Un jour en sortant d’une visite chez son frère Marcel à coté du concasseur (qui était en 1971 presque la brousse avec peu d’habitation), il rencontre un inconnu près de sa voiture, il croit d’abord à un voleur puisqu’il faisait sombre, le ton monte, son frère qui était un peu en arrière, approche et reconnaît un des responsables du quartier ; la présentation est faire, les deux se serrent la main et tout est fini.
Quelques jours plus tard, une jeep militaire débarque en plein jour, Togbo Gerard est arrêté et conduit à la sureté, la nouvelle fit le tour de la radio, le motif ?
Un rapport qui dit que sa voiture attendait à coté du concasseur, des mercenaires.
Au second jour de sa détention, la décision est prise de faire une confrontation avec le dénonciateur, celui-ci ayant appris par la suite qu’il avait à faire à un employé de la voix de la révolution, avait disparu de la circulation.

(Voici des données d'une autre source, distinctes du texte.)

//! Adaptive volume meter for 16-bit PCM blocks.
//!
//! Loudness is measured in dBFS and compared against a noise baseline that
//! follows the ambient level with heavy exponential smoothing. The result is
//! an integer 0..=100 where 0 is at (or below) the baseline and 100 is
//! `VOLUME_RANGE_DB` above it.

/// Baseline every session starts from.
pub const INITIAL_BASELINE_DB: f64 = -50.0;

/// Weight of the previous baseline in each update.
pub const BASELINE_SMOOTHING: f64 = 0.95;

/// dB span above the baseline that maps onto 0..=100.
pub const VOLUME_RANGE_DB: f64 = 40.0;

/// Added before the logarithm so silence stays finite.
pub const DB_EPSILON: f64 = 1e-6;

/// Magnitude of the most negative i16 sample.
pub const FULL_SCALE: f64 = 32768.0;

pub const MAX_VOLUME: u8 = 100;

/// Root-mean-square energy of a block. Returns 0.0 for an empty block.
pub fn rms(samples: &[i16]) -> f64 {
    if samples.is_empty() {
        return 0.0;
    }
    let sum_sq: f64 = samples
        .iter()
        .map(|&s| {
            let s = s as f64;
            s * s
        })
        .sum();
    (sum_sq / samples.len() as f64).sqrt()
}

/// Convert an RMS amplitude to decibels relative to full scale.
pub fn rms_to_dbfs(rms: f64) -> f64 {
    20.0 * (rms / FULL_SCALE + DB_EPSILON).log10()
}

/// Map a level relative to the baseline onto 0..=100.
pub fn map_volume(db: f64, baseline: f64) -> u8 {
    let mapped = (db - baseline) * (MAX_VOLUME as f64 / VOLUME_RANGE_DB);
    if !mapped.is_finite() {
        return 0;
    }
    mapped.clamp(0.0, MAX_VOLUME as f64) as u8
}

/// Per-session noise baseline in dBFS.
#[derive(Debug, Clone, Copy, PartialEq)]
pub struct NoiseBaseline(f64);

impl NoiseBaseline {
    pub fn new(db: f64) -> Self {
        Self(db)
    }

    pub fn db(&self) -> f64 {
        self.0
    }

    /// One exponential-smoothing step toward `db`.
    pub fn updated(self, db: f64) -> Self {
        Self(BASELINE_SMOOTHING * self.0 + (1.0 - BASELINE_SMOOTHING) * db)
    }
}

impl Default for NoiseBaseline {
    fn default() -> Self {
        Self(INITIAL_BASELINE_DB)
    }
}

/// Result of processing one block.
#[derive(Debug, Clone, Copy, PartialEq)]
pub struct VolumeReading {
    pub volume: u8,
    pub db: f64,
    pub baseline: NoiseBaseline,
}

/// Pure block transform: `(block, baseline) -> (volume, baseline')`.
///
/// Returns `None` for an empty block; such blocks must not produce an event
/// and leave the baseline untouched.
pub fn estimate(samples: &[i16], baseline: NoiseBaseline) -> Option<VolumeReading> {
    if samples.is_empty() {
        return None;
    }
    let db = rms_to_dbfs(rms(samples));
    let baseline = baseline.updated(db);
    Some(VolumeReading {
        volume: map_volume(db, baseline.db()),
        db,
        baseline,
    })
}

/// Stateful wrapper owning one session's baseline.
#[derive(Debug, Clone, Default)]
pub struct VolumeEstimator {
    baseline: NoiseBaseline,
}

impl VolumeEstimator {
    pub fn new() -> Self {
        Self::default()
    }

    pub fn baseline(&self) -> NoiseBaseline {
        self.baseline
    }

    /// Process one block, advancing the baseline. `None` for empty blocks.
    pub fn process(&mut self, samples: &[i16]) -> Option<u8> {
        let reading = estimate(samples, self.baseline)?;
        self.baseline = reading.baseline;
        Some(reading.volume)
    }
}
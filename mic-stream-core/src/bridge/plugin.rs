use std::sync::Arc;
use std::thread;
use std::time::Duration;

use crate::models::state::CaptureState;
use crate::session::controller::CaptureController;
use crate::traits::capture_device::CaptureDevice;
use crate::traits::permission::PermissionProvider;

use super::host_bridge::{HostBridge, HostSink};
use super::messages::{HostParams, PermissionStatus, StopAck, STOPPED_MESSAGE};

/// How long to wait for the consent flow before re-checking.
pub const PERMISSION_RECHECK_DELAY: Duration = Duration::from_millis(1000);

/// Ask for microphone access and report the outcome.
///
/// Returns at once when access is already granted; otherwise starts the
/// platform consent flow, waits `wait` and checks again.
pub fn request_permission(provider: &dyn PermissionProvider, wait: Duration) -> PermissionStatus {
    if provider.has_permission() {
        return PermissionStatus {
            granted: true,
            message: "microphone permission already granted".into(),
        };
    }

    provider.request_permission();
    thread::sleep(wait);

    if provider.has_permission() {
        PermissionStatus {
            granted: true,
            message: "microphone permission granted".into(),
        }
    } else {
        log::warn!("Microphone permission denied by user");
        PermissionStatus {
            granted: false,
            message: "microphone permission denied".into(),
        }
    }
}

/// Host-facing facade: the three calls a host runtime makes.
///
/// Errors never cross this boundary; they reach the host as `error`
/// messages on the sink registered by `start_record`.
pub struct RecorderPlugin<D: CaptureDevice, P: PermissionProvider> {
    controller: CaptureController<D, P>,
}

impl<D: CaptureDevice, P: PermissionProvider> RecorderPlugin<D, P> {
    pub fn new(controller: CaptureController<D, P>) -> Self {
        Self { controller }
    }

    pub fn controller(&self) -> &CaptureController<D, P> {
        &self.controller
    }

    pub fn state(&self) -> CaptureState {
        self.controller.state()
    }

    pub fn request_permission(&self, wait: Duration) -> PermissionStatus {
        request_permission(self.controller.permissions(), wait)
    }

    /// Route events to `sink` and start a session with `params`.
    pub fn start_record(&mut self, params: HostParams, sink: Arc<dyn HostSink>) {
        self.controller.set_observer(HostBridge::new(sink));
        if let Err(e) = self.controller.start(params.into_config()) {
            log::debug!("start_record failed: {}", e);
        }
    }

    /// Ask the session to stop. The host's `stop` message arrives on the
    /// sink once teardown completes.
    pub fn stop_record(&self) -> StopAck {
        self.controller.stop();
        StopAck {
            message: STOPPED_MESSAGE.into(),
        }
    }
}
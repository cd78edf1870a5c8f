use std::io::{self, Write};
use std::sync::Arc;
use std::thread;
use std::time::{Duration, Instant};

use anyhow::{bail, Context, Result};

use mic_stream_core::{
    CaptureController, HostMessage, HostParams, HostSink, RecorderPlugin, PERMISSION_RECHECK_DELAY,
};
use mic_stream_cpal::{list_input_devices, CpalMicDevice, CpalPermissions};

use crate::Args;

/// How long to wait for the final `stop` message after stopping.
const STOP_TIMEOUT: Duration = Duration::from_secs(2);

pub fn list_devices() -> Result<()> {
    let devices = list_input_devices().context("listing input devices")?;
    if devices.is_empty() {
        eprintln!("No input devices found");
    }
    let mut out = io::stdout().lock();
    for device in devices {
        serde_json::to_writer(&mut out, &device)?;
        writeln!(out)?;
    }
    Ok(())
}

pub fn record(args: &Args) -> Result<()> {
    let (device, permissions) = match &args.device {
        Some(name) => (CpalMicDevice::with_name(name), CpalPermissions::for_device(name)),
        None => (CpalMicDevice::default_device(), CpalPermissions::new()),
    };

    let controller = CaptureController::with_dispatch_thread(device, permissions);
    log::info!("Using input device '{}'", controller.device_info().name);
    let mut plugin = RecorderPlugin::new(controller);

    let status = plugin.request_permission(PERMISSION_RECHECK_DELAY);
    print_json(&status)?;
    if !status.granted {
        bail!("{}", status.message);
    }

    let params = HostParams {
        label: Some(args.label.clone()),
        sample_rate: Some(args.sample_rate),
    };
    let sink: Arc<dyn HostSink> = Arc::new(|message: &HostMessage| match message.to_json() {
        Ok(line) => println!("{}", line),
        Err(e) => log::error!("Failed to serialize message: {}", e),
    });
    plugin.start_record(params, sink);

    let deadline = Instant::now() + Duration::from_secs(args.seconds);
    while Instant::now() < deadline {
        if plugin.state().is_idle() {
            log::warn!("Capture ended before the requested duration");
            break;
        }
        thread::sleep(Duration::from_millis(50));
    }

    let ack = plugin.stop_record();
    print_json(&ack)?;

    let stop_deadline = Instant::now() + STOP_TIMEOUT;
    while !plugin.state().is_idle() && Instant::now() < stop_deadline {
        thread::sleep(Duration::from_millis(10));
    }

    let diagnostics = plugin.controller().diagnostics();
    log::info!(
        "{} blocks read, {} frames sent, {} empty reads, {} samples dropped",
        diagnostics.blocks_read,
        diagnostics.frames_dispatched,
        diagnostics.empty_reads,
        diagnostics.dropped_samples
    );
    Ok(())
}

fn print_json<T: serde::Serialize + ?Sized>(value: &T) -> Result<()> {
    let mut out = io::stdout().lock();
    serde_json::to_writer(&mut out, value)?;
    writeln!(out)?;
    out.flush()?;
    Ok(())
}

Togbo Gerard est relâché le troisième jour avec un ouf de soulagement car son transfert pour le camp Boiro était programmé pour le lendemain.
La seconde et dernière frayeur arrivera quelques temps plus tard, il reçoit une convocation pour se rendre au camp Boiro, il dit « j’arrive au camp, devant le bâtiment, un policier me demande d’enlever mes chaussures, je voix des chaussures là, je lui demande pourquoi ? Au même moment, un policier guerzé arrive et me dit que c‘est moi sur une photo affichée au mur, je regarde la photo ce n’était pas moi, je lui dis de bien me regarder, ensuite il dit bon va.

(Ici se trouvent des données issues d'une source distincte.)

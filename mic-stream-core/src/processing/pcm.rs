//! Sample conversions used by capture backends to produce mono i16 blocks.

/// Average interleaved frames down to one channel.
///
/// A trailing partial frame is dropped.
pub fn downmix_to_mono(samples: &[f32], channels: usize) -> Vec<f32> {
    if channels <= 1 {
        return samples.to_vec();
    }
    let scale = 1.0 / channels as f32;
    samples
        .chunks_exact(channels)
        .map(|frame| frame.iter().sum::<f32>() * scale)
        .collect()
}

/// Linear-interpolation resampler for a continuous mono stream delivered in
/// chunks of any size.
///
/// The source position of the next output sample and the last input sample
/// carry over between calls, so chunk boundaries neither drop samples nor
/// restart the interpolation phase. Positions are tracked in integer units
/// of `1 / target_rate` source samples and never drift.
#[derive(Debug, Clone)]
pub struct StreamResampler {
    source_rate: u32,
    target_rate: u32,
    // Next output position; index 0 is `previous`, index i is chunk[i - 1].
    position: u64,
    previous: Option<f32>,
}

impl StreamResampler {
    pub fn new(source_rate: u32, target_rate: u32) -> Self {
        Self {
            source_rate,
            target_rate,
            position: 0,
            previous: None,
        }
    }

    pub fn is_passthrough(&self) -> bool {
        self.source_rate == self.target_rate || self.source_rate == 0 || self.target_rate == 0
    }

    /// Resample the next chunk of the stream, appending to `out`.
    pub fn process_into(&mut self, chunk: &[f32], out: &mut Vec<f32>) {
        if self.is_passthrough() {
            out.extend_from_slice(chunk);
            return;
        }

        let (previous, chunk) = match self.previous {
            Some(previous) => (previous, chunk),
            None => match chunk.split_first() {
                Some((first, rest)) => (*first, rest),
                None => return,
            },
        };

        let target = self.target_rate as u64;
        let step = self.source_rate as u64;
        let sample_at = |index: usize| if index == 0 { previous } else { chunk[index - 1] };

        while ((self.position / target) as usize) < chunk.len() {
            let index = (self.position / target) as usize;
            let fraction = (self.position % target) as f32 / target as f32;
            out.push(sample_at(index) * (1.0 - fraction) + sample_at(index + 1) * fraction);
            self.position += step;
        }

        // The last sample of this chunk becomes index 0.
        self.position -= chunk.len() as u64 * target;
        self.previous = Some(chunk.last().copied().unwrap_or(previous));
    }

    pub fn process(&mut self, chunk: &[f32]) -> Vec<f32> {
        let mut out = Vec::new();
        self.process_into(chunk, &mut out);
        out
    }
}

/// Convert `[-1.0, 1.0]` floats to signed 16-bit samples, clamping overs.
pub fn to_i16(samples: &[f32]) -> Vec<i16> {
    samples
        .iter()
        .map(|&sample| {
            let clamped = if sample.is_nan() { 0.0 } else { sample.clamp(-1.0, 1.0) };
            (clamped * i16::MAX as f32) as i16
        })
        .collect()
}
use std::panic::{self, AssertUnwindSafe};
use std::sync::mpsc;
use std::thread;

use parking_lot::Mutex;

/// Unit of work posted to an executor.
pub type Task = Box<dyn FnOnce() + Send + 'static>;

/// A serial execution context for observer callbacks.
///
/// Implementations must run tasks one at a time, in the order they were
/// posted. A host with its own UI loop implements this to receive events
/// on that loop; otherwise [`DispatchThread`] provides one.
pub trait EventExecutor: Send + Sync {
    fn post(&self, task: Task);
}

/// Default executor: one named background thread draining a FIFO queue.
pub struct DispatchThread {
    sender: Mutex<Option<mpsc::Sender<Task>>>,
    handle: Mutex<Option<thread::JoinHandle<()>>>,
    thread_id: Option<thread::ThreadId>,
}

impl DispatchThread {
    pub fn new() -> Self {
        let (sender, receiver) = mpsc::channel::<Task>();

        let handle = thread::Builder::new()
            .name("capture-dispatch".into())
            .spawn(move || {
                while let Ok(task) = receiver.recv() {
                    // An observer that panics must not take the queue down with it.
                    if panic::catch_unwind(AssertUnwindSafe(task)).is_err() {
                        log::error!("Capture observer panicked; event dropped");
                    }
                }
            });

        let handle = match handle {
            Ok(handle) => Some(handle),
            Err(e) => {
                log::error!("Failed to spawn dispatch thread, delivering inline: {}", e);
                None
            }
        };
        let thread_id = handle.as_ref().map(|h| h.thread().id());

        Self {
            sender: Mutex::new(handle.as_ref().map(|_| sender)),
            handle: Mutex::new(handle),
            thread_id,
        }
    }

    /// Block until every task posted before this call has run.
    ///
    /// Returns immediately when called from the dispatch thread itself.
    pub fn flush(&self) {
        if self.is_dispatch_thread() {
            return;
        }
        let (done_tx, done_rx) = mpsc::channel::<()>();
        self.post(Box::new(move || {
            let _ = done_tx.send(());
        }));
        let _ = done_rx.recv();
    }

    fn is_dispatch_thread(&self) -> bool {
        self.thread_id == Some(thread::current().id())
    }
}

impl Default for DispatchThread {
    fn default() -> Self {
        Self::new()
    }
}

impl EventExecutor for DispatchThread {
    fn post(&self, task: Task) {
        let rejected = match self.sender.lock().as_ref() {
            Some(sender) => sender.send(task).err().map(|e| e.0),
            None => Some(task),
        };
        // No worker thread: run on the caller, which keeps ordering for a
        // single producer.
        if let Some(task) = rejected {
            task();
        }
    }
}

impl Drop for DispatchThread {
    fn drop(&mut self) {
        self.sender.lock().take();
        if self.is_dispatch_thread() {
            return;
        }
        if let Some(handle) = self.handle.lock().take() {
            let _ = handle.join();
        }
    }
}
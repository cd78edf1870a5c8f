/// Platform microphone permission check.
///
/// The consent flow itself belongs to the host; the controller only asks
/// whether access has been granted.
pub trait PermissionProvider: Send + Sync {
    fn has_permission(&self) -> bool;

    /// Trigger the platform consent flow. Returns immediately; the outcome
    /// is observed later through [`has_permission`](Self::has_permission).
    fn request_permission(&self);
}

/// Provider for platforms without a microphone permission model.
#[derive(Debug, Clone, Copy, Default)]
pub struct AlwaysGranted;

impl PermissionProvider for AlwaysGranted {
    fn has_permission(&self) -> bool {
        true
    }

    fn request_permission(&self) {}
}
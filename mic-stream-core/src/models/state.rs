/// Capture controller state machine.
///
/// ```text
/// idle → recording → idle
/// ```
///
/// A `start` while recording passes through `Idle` before the new session
/// begins. There is no paused state.
#[derive(Debug, Clone, Copy, PartialEq, Eq, Default)]
pub enum CaptureState {
    #[default]
    Idle,
    Recording,
}

impl CaptureState {
    pub fn is_idle(&self) -> bool {
        matches!(self, Self::Idle)
    }

    pub fn is_recording(&self) -> bool {
        matches!(self, Self::Recording)
    }
}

C’est après que j’ai appris qu’après des arrestations, les policiers arrêtaient des proches et parfois regardaient leurs albums pour chercher des amis supposés complices, c’est ce policiers guerzé que je connaissais d’ailleurs, qui a cru me reconnaitre sur la photo et avait ordonné ma convocation. J’ai compris ce jour qu’il y avait des gens au camp Boiro qui ne savaient pas la raison, cela allait être mon cas ; j’ai eu de la chance »
Au changement de régime en 1984, il décide de profiter de la préretraite proposée par les militaires pour rentrer à N’Zérékoré, comme toujours en Guinée, les projets sont bien sur papiers mais la réalisation pose problème.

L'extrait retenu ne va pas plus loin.